Financial support for heart patients under consideration
Vice-President, Dr Bharrat Jagdeo listens to concerns from residents during a community meeting at the Line Path Centre Ground on Monday (DPI photo)
Vice-President, Dr Bharrat Jagdeo listens to concerns from residents during a community meeting at the Line Path Centre Ground on Monday (DPI photo)

THE government is looking to offer financial support for heart patients to undergo live-saving surgery, Vice-President, Dr Bharrat Jagdeo told a community meeting at the Line Path Centre Ground, Region Six, on Monday.
The Vice-President was at the time responding to a matter raised by a resident, who said he is a heart patient and flagged the high cost to undergo critical surgery.
The cost to perform a heart surgery in Guyana is below $3M and overseas the cost his higher, which either way is outside the reach of many Guyanese.
Mr Jagdeo said the government is placing priority on healthcare and would explore offering financial assistance to heart patients, similar to the assistance package it allocated to patients on dialysis in the 2022 national budget.
Hundreds of Guyanese suffering from end-stage renal disease or ‘kidney failure’ and needing the life-saving weekly dialysis treatment are breathing a sigh of relief with the government’s announcement of the Dialysis Support Programme, which gives each patient up to $600,000 per annum for treatment.

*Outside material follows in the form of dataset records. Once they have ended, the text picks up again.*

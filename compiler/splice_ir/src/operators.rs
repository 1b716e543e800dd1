//! Operator vocabulary for the expression forest.

use std::fmt;

/// Binary operators, including member access and the comma operator.
#[derive(Copy, Clone, Eq, PartialEq, Hash, Debug)]
pub enum BinaryOp {
    Scope,
    Member,
    Arrow,
    MemberPtr,
    ArrowPtr,
    Mul,
    Div,
    Mod,
    Add,
    Sub,
    Shl,
    Shr,
    Spaceship,
    Lt,
    LtEq,
    Gt,
    GtEq,
    Eq,
    NotEq,
    BitAnd,
    BitXor,
    BitOr,
    And,
    Or,
    Assign,
    AddAssign,
    SubAssign,
    MulAssign,
    DivAssign,
    ModAssign,
    ShlAssign,
    ShrAssign,
    AndAssign,
    XorAssign,
    OrAssign,
    Comma,
}

impl BinaryOp {
    pub fn from_symbol(symbol: &str) -> Option<Self> {
        let op = match symbol {
            "::" => BinaryOp::Scope,
            "." => BinaryOp::Member,
            "->" => BinaryOp::Arrow,
            ".*" => BinaryOp::MemberPtr,
            "->*" => BinaryOp::ArrowPtr,
            "*" => BinaryOp::Mul,
            "/" => BinaryOp::Div,
            "%" => BinaryOp::Mod,
            "+" => BinaryOp::Add,
            "-" => BinaryOp::Sub,
            "<<" => BinaryOp::Shl,
            ">>" => BinaryOp::Shr,
            "<=>" => BinaryOp::Spaceship,
            "<" => BinaryOp::Lt,
            "<=" => BinaryOp::LtEq,
            ">" => BinaryOp::Gt,
            ">=" => BinaryOp::GtEq,
            "==" => BinaryOp::Eq,
            "!=" => BinaryOp::NotEq,
            "&" => BinaryOp::BitAnd,
            "^" => BinaryOp::BitXor,
            "|" => BinaryOp::BitOr,
            "&&" => BinaryOp::And,
            "||" => BinaryOp::Or,
            "=" => BinaryOp::Assign,
            "+=" => BinaryOp::AddAssign,
            "-=" => BinaryOp::SubAssign,
            "*=" => BinaryOp::MulAssign,
            "/=" => BinaryOp::DivAssign,
            "%=" => BinaryOp::ModAssign,
            "<<=" => BinaryOp::ShlAssign,
            ">>=" => BinaryOp::ShrAssign,
            "&=" => BinaryOp::AndAssign,
            "^=" => BinaryOp::XorAssign,
            "|=" => BinaryOp::OrAssign,
            "," => BinaryOp::Comma,
            _ => return None,
        };
        Some(op)
    }

    pub const fn as_symbol(self) -> &'static str {
        match self {
            BinaryOp::Scope => "::",
            BinaryOp::Member => ".",
            BinaryOp::Arrow => "->",
            BinaryOp::MemberPtr => ".*",
            BinaryOp::ArrowPtr => "->*",
            BinaryOp::Mul => "*",
            BinaryOp::Div => "/",
            BinaryOp::Mod => "%",
            BinaryOp::Add => "+",
            BinaryOp::Sub => "-",
            BinaryOp::Shl => "<<",
            BinaryOp::Shr => ">>",
            BinaryOp::Spaceship => "<=>",
            BinaryOp::Lt => "<",
            BinaryOp::LtEq => "<=",
            BinaryOp::Gt => ">",
            BinaryOp::GtEq => ">=",
            BinaryOp::Eq => "==",
            BinaryOp::NotEq => "!=",
            BinaryOp::BitAnd => "&",
            BinaryOp::BitXor => "^",
            BinaryOp::BitOr => "|",
            BinaryOp::And => "&&",
            BinaryOp::Or => "||",
            BinaryOp::Assign => "=",
            BinaryOp::AddAssign => "+=",
            BinaryOp::SubAssign => "-=",
            BinaryOp::MulAssign => "*=",
            BinaryOp::DivAssign => "/=",
            BinaryOp::ModAssign => "%=",
            BinaryOp::ShlAssign => "<<=",
            BinaryOp::ShrAssign => ">>=",
            BinaryOp::AndAssign => "&=",
            BinaryOp::XorAssign => "^=",
            BinaryOp::OrAssign => "|=",
            BinaryOp::Comma => ",",
        }
    }

    /// The right operand names a member, not a variable in scope.
    pub const fn selects_member(self) -> bool {
        matches!(self, BinaryOp::Scope | BinaryOp::Member | BinaryOp::Arrow)
    }
}

impl fmt::Display for BinaryOp {
    fn fmt(&self, f: &mut fmt::Formatter<'_>) -> fmt::Result {
        f.write_str(self.as_symbol())
    }
}

/// Unary operators, prefix and postfix.
#[derive(Copy, Clone, Eq, PartialEq, Hash, Debug)]
pub enum UnaryOp {
    Inc,
    Dec,
    Not,
    BitNot,
    Sizeof,
    New,
    Delete,
    Plus,
    Neg,
    Deref,
    AddrOf,
}

impl UnaryOp {
    /// Operators that are always unary when they appear in prefix position.
    pub fn prefix_from_symbol(symbol: &str) -> Option<Self> {
        let op = match symbol {
            "++" => UnaryOp::Inc,
            "--" => UnaryOp::Dec,
            "!" => UnaryOp::Not,
            "~" => UnaryOp::BitNot,
            "sizeof" => UnaryOp::Sizeof,
            "new" => UnaryOp::New,
            "delete" => UnaryOp::Delete,
            _ => return None,
        };
        Some(op)
    }

    /// Operators that are unary only when nothing operand-like precedes them.
    pub fn ambiguous_from_symbol(symbol: &str) -> Option<Self> {
        let op = match symbol {
            "+" => UnaryOp::Plus,
            "-" => UnaryOp::Neg,
            "*" => UnaryOp::Deref,
            "&" => UnaryOp::AddrOf,
            _ => return None,
        };
        Some(op)
    }

    pub const fn as_symbol(self) -> &'static str {
        match self {
            UnaryOp::Inc => "++",
            UnaryOp::Dec => "--",
            UnaryOp::Not => "!",
            UnaryOp::BitNot => "~",
            UnaryOp::Sizeof => "sizeof",
            UnaryOp::New => "new",
            UnaryOp::Delete => "delete",
            UnaryOp::Plus => "+",
            UnaryOp::Neg => "-",
            UnaryOp::Deref => "*",
            UnaryOp::AddrOf => "&",
        }
    }
}

impl fmt::Display for UnaryOp {
    fn fmt(&self, f: &mut fmt::Formatter<'_>) -> fmt::Result {
        f.write_str(self.as_symbol())
    }
}
//! Splitting of string literal contents into space-preserving segments.

/// Split literal contents so that every space is its own segment and each
/// run of non-space characters is another. A trailing `\n` escape is
/// split off its segment.
///
/// Concatenating the segments always reproduces `text`. A leading space
/// yields an empty first segment, and empty `text` yields one empty segment.
pub(crate) fn split_keep_space(text: &str) -> Vec<(&str, usize)> {
    let mut cuts = vec![0];
    let mut prev_space = false;
    for (i, c) in text.char_indices() {
        if c == ' ' || prev_space {
            cuts.push(i);
        }
        prev_space = c == ' ';
    }
    cuts.push(text.len());

    let mut segments = Vec::with_capacity(cuts.len());
    for window in cuts.windows(2) {
        let (start, end) = (window[0], window[1]);
        let segment = &text[start..end];
        match segment.strip_suffix("\\n") {
            Some(head) => {
                segments.push((head, start));
                segments.push(("\\n", start + head.len()));
            }
            None => segments.push((segment, start)),
        }
    }
    segments
}

#[cfg(test)]
mod tests;
use super::*;
use pretty_assertions::assert_eq;

fn texts(text: &str) -> Vec<&str> {
    split_keep_space(text).into_iter().map(|(s, _)| s).collect()
}

#[test]
fn words_and_spaces_alternate() {
    assert_eq!(texts("hello world"), vec!["hello", " ", "world"]);
    assert_eq!(texts("a  b"), vec!["a", " ", " ", "b"]);
}

#[test]
fn leading_space_gives_empty_segment() {
    assert_eq!(texts(" x"), vec!["", " ", "x"]);
}

#[test]
fn empty_contents() {
    assert_eq!(split_keep_space(""), vec![("", 0)]);
}

#[test]
fn newline_escape_is_split_off() {
    assert_eq!(
        split_keep_space("done\\n"),
        vec![("done", 0), ("\\n", 4)]
    );
    assert_eq!(texts("\\n"), vec!["", "\\n"]);
}

#[test]
fn offsets_cover_the_text() {
    let text = "a b\\n c";
    let segments = split_keep_space(text);
    let joined: String = segments.iter().map(|(s, _)| *s).collect();
    assert_eq!(joined, text);
    for (segment, start) in segments {
        assert_eq!(&text[start..start + segment.len()], segment);
    }
}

A long-time advocate of government support for dialysis patients, Faye Abigail Yong, praised the government for hearing the cries of the people and coming to their assistance in Budget 2022.
Many patients suffering from kidney failure need between two to three dialysis sessions per week; however, with dialysis costing between $12, 000 to $15,000 per session, the cost to patients ranges between $1.248 million to $2.34 million per year.
“Personally, I’m very appreciative and grateful. Dialysis is a life-saving treatment and we cannot be on it without money, so without money we die. The government and President [Dr Irfaan] Ali are giving us a great assist from the burden of our everyday existence,” Yong had told the Guyana Chronicle.
“I’m happy that the government has listened to the plight of the dialysis patients. I’ve been lobbying for two years for relief from the burden of this astronomical treatment cost,” she said.
For persons suffering from kidney failure, dialysis works as an artificial kidney.